Description
This is the first full biography of the formerly hard-drinking, blues-singing rocker who had it all, lost it all, and then got it back.
Bonnie Raitt has become a beloved star of the young, as well as the rejuvenated baby-boomers. The Quaker daughter of Broadway musical star John Raitt - Oklahoma!, The Pajama Game, and Annie, Get Your Gun - was given her first guitar at the age of eight, and became acquainted with the emerging folk and protest music as a youngster at a Quaker summer camp in the Adirondacks.
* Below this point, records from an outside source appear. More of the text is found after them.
//! Competition error types.

use serde::Serialize;
use thiserror::Error;

use crate::{
    bracket::MatchId,
    roster::{RegistrationId, TeamId},
    tournament::{FormationMode, TournamentId, TournamentStatus, Transition, UserId},
};

/// Competition errors
#[derive(Debug, Error)]
pub enum CompetitionError {
    /// Tournament not found
    #[error("Tournament not found: {0}")]
    TournamentNotFound(TournamentId),

    /// Team not found
    #[error("Team not found: {0}")]
    TeamNotFound(TeamId),

    /// Registration not found
    #[error("Registration not found: {0}")]
    RegistrationNotFound(RegistrationId),

    /// Match not found
    #[error("Match not found: {0}")]
    MatchNotFound(MatchId),

    /// Lifecycle transition not allowed from the current status
    #[error("Invalid state transition: cannot {attempted} a tournament that is {current}")]
    InvalidStateTransition {
        attempted: Transition,
        current: TournamentStatus,
    },

    /// Not enough eligible teams to build a competition
    #[error("Insufficient teams: need {needed}, have {current}")]
    InsufficientTeams { needed: usize, current: usize },

    /// Format constraints violated (cutoff, meetings, capacity)
    #[error("Invalid format configuration: {0}")]
    InvalidFormatConfiguration(String),

    /// Tournament configuration rejected (dates, fees, capacities)
    #[error("Invalid tournament configuration: {0}")]
    InvalidConfiguration(String),

    /// User already holds an active registration
    #[error("User {0} is already registered")]
    AlreadyRegistered(UserId),

    /// Team roster is at `max_players_per_team`
    #[error("Team {team_id} is full ({max} players)")]
    TeamFull { team_id: TeamId, max: u32 },

    /// Tournament already holds `max_teams` teams
    #[error("Team capacity reached ({0} teams)")]
    TeamCapacityReached(u32),

    /// Roster edits are locked once the competition has started
    #[error("Roster is locked while the tournament is {0}")]
    RosterLocked(TournamentStatus),

    /// Operation belongs to the other formation mode
    #[error("Operation requires {expected:?} formation, tournament uses {actual:?}")]
    FormationModeMismatch {
        expected: FormationMode,
        actual: FormationMode,
    },

    /// Registration or team is not in a state that allows the operation
    #[error("Invalid roster operation: {0}")]
    InvalidRosterOperation(String),

    /// Match already Completed or Forfeit
    #[error("Match {0} is already terminal")]
    MatchAlreadyTerminal(MatchId),

    /// Correction requested on a match that has no result yet
    #[error("Match {0} has no result to correct")]
    MatchNotTerminal(MatchId),

    /// One of the match slots is still TBD
    #[error("Match {0} is waiting for its participants")]
    MatchNotReady(MatchId),

    /// Drawn score where the format needs a winner
    #[error("Match {0} cannot end in a tie")]
    TieNotAllowed(MatchId),

    /// Score above the accepted maximum
    #[error("Score {score} for match {match_id} exceeds the maximum of {max}")]
    ScoreOutOfRange { match_id: MatchId, score: u32, max: u32 },

    /// A team counter would leave its representable range
    #[error("Record of team {0} would overflow")]
    RecordOverflow(TeamId),

    /// Team is not one of the match participants
    #[error("Team {team_id} does not play in match {match_id}")]
    TeamNotInMatch { match_id: MatchId, team_id: TeamId },

    /// Correction would rewrite a downstream match that already has a result
    #[error("Cannot correct match {match_id}: downstream match {downstream_id} is already completed")]
    DownstreamMatchAlreadyCompleted {
        match_id: MatchId,
        downstream_id: MatchId,
    },

    /// Completion attempted with playable matches left
    #[error("{remaining} match(es) still outstanding")]
    MatchesOutstanding { remaining: usize },

    /// Manual tie resolution does not describe a current tied group
    #[error("Invalid tie resolution: {0}")]
    InvalidTieResolution(String),

    /// Authorization collaborator denied the caller
    #[error("User {user_id} is not allowed to {action} tournament {tournament_id}")]
    Unauthorized {
        user_id: UserId,
        tournament_id: TournamentId,
        action: &'static str,
    },

    /// Another writer committed first; the operation may be retried
    #[error("Tournament {0} was modified concurrently")]
    ConcurrentModification(TournamentId),

    /// Database error
    #[error("Database error: {0}")]
    Database(#[from] sqlx::Error),

    /// Serialization error
    #[error("Serialization error: {0}")]
    Serialization(#[from] serde_json::Error),
}

/// What a caller should do about an error
#[derive(Debug, Clone, Copy, PartialEq, Eq, Serialize)]
#[serde(rename_all = "snake_case")]
pub enum ErrorClass {
    /// The request was wrong; fix the input and resend
    FixInput,
    /// Transient race or outage; the same request may succeed later
    Retry,
    /// An administrator has to act before the request can succeed
    NeedsAdminAction,
    /// The caller lacks the required role
    Forbidden,
    /// Server-side failure
    Internal,
}

impl ErrorClass {
    pub fn as_str(&self) -> &'static str {
        match self {
            Self::FixInput => "fix_input",
            Self::Retry => "retry",
            Self::NeedsAdminAction => "needs_admin_action",
            Self::Forbidden => "forbidden",
            Self::Internal => "internal",
        }
    }
}

/// Structured `{kind, reason}` error pair handed to callers
#[derive(Debug, Clone, PartialEq, Eq, Serialize)]
pub struct ErrorReport {
    pub kind: &'static str,
    pub class: ErrorClass,
    pub reason: String,
}

impl CompetitionError {
    /// Stable machine-readable name of the error variant
    pub fn kind(&self) -> &'static str {
        match self {
            Self::TournamentNotFound(_) => "tournament_not_found",
            Self::TeamNotFound(_) => "team_not_found",
            Self::RegistrationNotFound(_) => "registration_not_found",
            Self::MatchNotFound(_) => "match_not_found",
            Self::InvalidStateTransition { .. } => "invalid_state_transition",
            Self::InsufficientTeams { .. } => "insufficient_teams",
            Self::InvalidFormatConfiguration(_) => "invalid_format_configuration",
            Self::InvalidConfiguration(_) => "invalid_configuration",
            Self::AlreadyRegistered(_) => "already_registered",
            Self::TeamFull { .. } => "team_full",
            Self::TeamCapacityReached(_) => "team_capacity_reached",
            Self::RosterLocked(_) => "roster_locked",
            Self::FormationModeMismatch { .. } => "formation_mode_mismatch",
            Self::InvalidRosterOperation(_) => "invalid_roster_operation",
            Self::MatchAlreadyTerminal(_) => "match_already_terminal",
            Self::MatchNotTerminal(_) => "match_not_terminal",
            Self::MatchNotReady(_) => "match_not_ready",
            Self::TieNotAllowed(_) => "tie_not_allowed",
            Self::ScoreOutOfRange { .. } => "score_out_of_range",
            Self::RecordOverflow(_) => "record_overflow",
            Self::TeamNotInMatch { .. } => "team_not_in_match",
            Self::DownstreamMatchAlreadyCompleted { .. } => "downstream_match_already_completed",
            Self::MatchesOutstanding { .. } => "matches_outstanding",
            Self::InvalidTieResolution(_) => "invalid_tie_resolution",
            Self::Unauthorized { .. } => "unauthorized",
            Self::ConcurrentModification(_) => "concurrent_modification",
            Self::Database(_) => "database",
            Self::Serialization(_) => "serialization",
        }
    }

    /// Classify the error as fix-input, retry, or needs-admin-action
    pub fn class(&self) -> ErrorClass {
        match self {
            Self::ConcurrentModification(_) | Self::Database(_) => ErrorClass::Retry,
            Self::Unauthorized { .. } => ErrorClass::Forbidden,
            Self::Serialization(_) => ErrorClass::Internal,
            Self::InsufficientTeams { .. }
            | Self::RosterLocked(_)
            | Self::DownstreamMatchAlreadyCompleted { .. }
            | Self::MatchesOutstanding { .. }
            | Self::TeamCapacityReached(_) => ErrorClass::NeedsAdminAction,
            _ => ErrorClass::FixInput,
        }
    }

    /// Get a client-safe error message that doesn't leak sensitive information
    ///
    /// Database and serialization errors are sanitized to prevent information
    /// disclosure about the storage layer.
    pub fn client_message(&self) -> String {
        match self {
            CompetitionError::Database(_) => "Internal server error".to_string(),
            CompetitionError::Serialization(_) => "Internal server error".to_string(),
            _ => self.to_string(),
        }
    }

    /// Build the structured report returned to callers
    pub fn report(&self) -> ErrorReport {
        ErrorReport {
            kind: self.kind(),
            class: self.class(),
            reason: self.client_message(),
        }
    }
}

/// Result type for competition operations
pub type CompetitionResult<T> = Result<T, CompetitionError>;
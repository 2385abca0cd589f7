//! Team formation from confirmed registrations.

use serde::{Deserialize, Serialize};
use std::collections::HashMap;

use super::models::{Registration, RegistrationId, RegistrationStatus, Team, TeamId};

/// Outcome of an auto-assignment pass
#[derive(Debug, Clone, Default, PartialEq, Eq, Serialize, Deserialize)]
pub struct AssignmentReport {
    /// Registrations placed, in placement order
    pub assigned: Vec<(RegistrationId, TeamId)>,
    /// Registrations that fit nowhere
    pub unassigned: Vec<RegistrationId>,
}

/// Confirmed registrations currently on `team_id`
pub fn member_count(registrations: &[Registration], team_id: TeamId) -> u32 {
    registrations
        .iter()
        .filter(|r| r.status == RegistrationStatus::Confirmed && r.team_id == Some(team_id))
        .count() as u32
}

/// Whether a team meets the minimum roster size
pub fn meets_minimum(registrations: &[Registration], team_id: TeamId, min_players: u32) -> bool {
    member_count(registrations, team_id) >= min_players
}

/// Distribute unassigned confirmed registrations over registered teams
///
/// Registrations are ordered by registration sequence, or by skill tier
/// (highest first, ties by sequence) when `balance_by_skill` is set. Each one
/// goes to the non-full team with the fewest members, ties broken by team
/// creation order, which keeps team sizes within one of each other.
pub fn auto_assign(
    registrations: &mut [Registration],
    teams: &[Team],
    max_players_per_team: u32,
    balance_by_skill: bool,
) -> AssignmentReport {
    let mut candidates: Vec<&Team> = teams.iter().filter(|t| t.is_registered()).collect();
    candidates.sort_by_key(|t| t.sequence);

    let mut sizes: HashMap<TeamId, u32> = candidates
        .iter()
        .map(|t| (t.id, member_count(registrations, t.id)))
        .collect();

    let mut pending: Vec<usize> = registrations
        .iter()
        .enumerate()
        .filter(|(_, r)| r.status == RegistrationStatus::Confirmed && r.team_id.is_none())
        .map(|(i, _)| i)
        .collect();
    if balance_by_skill {
        pending.sort_by(|&a, &b| {
            let (ra, rb) = (&registrations[a], &registrations[b]);
            rb.skill_tier
                .unwrap_or(0)
                .cmp(&ra.skill_tier.unwrap_or(0))
                .then(ra.sequence.cmp(&rb.sequence))
        });
    } else {
        pending.sort_by_key(|&i| registrations[i].sequence);
    }

    let mut report = AssignmentReport::default();
    for index in pending {
        let target = candidates
            .iter()
            .filter(|t| sizes.get(&t.id).copied().unwrap_or(0) < max_players_per_team)
            .min_by_key(|t| (sizes.get(&t.id).copied().unwrap_or(0), t.sequence))
            .map(|t| t.id);

        let registration = &mut registrations[index];
        match target {
            Some(team_id) => {
                registration.team_id = Some(team_id);
                *sizes.entry(team_id).or_insert(0) += 1;
                report.assigned.push((registration.id, team_id));
            }
            None => report.unassigned.push(registration.id),
        }
    }
    report
}

/// Names for `count` new teams, continuing after `existing` teams
pub fn bulk_team_names(prefix: &str, existing: usize, count: u32) -> Vec<String> {
    (1..=count as usize)
        .map(|n| format!("{} {}", prefix.trim(), existing + n))
        .collect()
}
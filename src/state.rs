use std::sync::Arc;

use crate::{
    config::Config,
    gateway::{PhonePeGateway, error::GatewayError},
    orders::OrderStore,
};

#[derive(Clone, axum::extract::FromRef)]
pub struct AppState {
    pub config: Arc<Config>,
    pub gate: PhonePeGateway,
    pub orders: Arc<dyn OrderStore>,
}

impl AppState {
    pub fn new(config: Arc<Config>, orders: Arc<dyn OrderStore>) -> Result<Self, GatewayError> {
        let gate = PhonePeGateway::new(config.clone())?;
        Ok(Self {
            config,
            gate,
            orders,
        })
    }
}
She entered Radcliffe and prematurely left in order to become a serious student of the blues. She also turned into one of rock's most outspoken political activists. The stresses of making it in a man's world led to a dependence on alcohol that nearly destroyed Raitt's career. In 1987, four years after hitting bottom, she joined a program for recovering alcoholics and started her life over again.
And in 1989, after two decades of critically acclaimed but commercially unsuccessful albums, Bonnie Raitt suddenly broke into the big time with her watershed album Nick of Time, which featured the hit "Thing Called Love." She swept the Grammy Awards that year, taking home four of the top trophies, including Album of the Year; Best Pop Vocal Performance, Female; Best Rock Vocal Performance, Female; and Best Traditional Blues Recording.
Her subsequent recordings have kept her in the pop music stratosphere.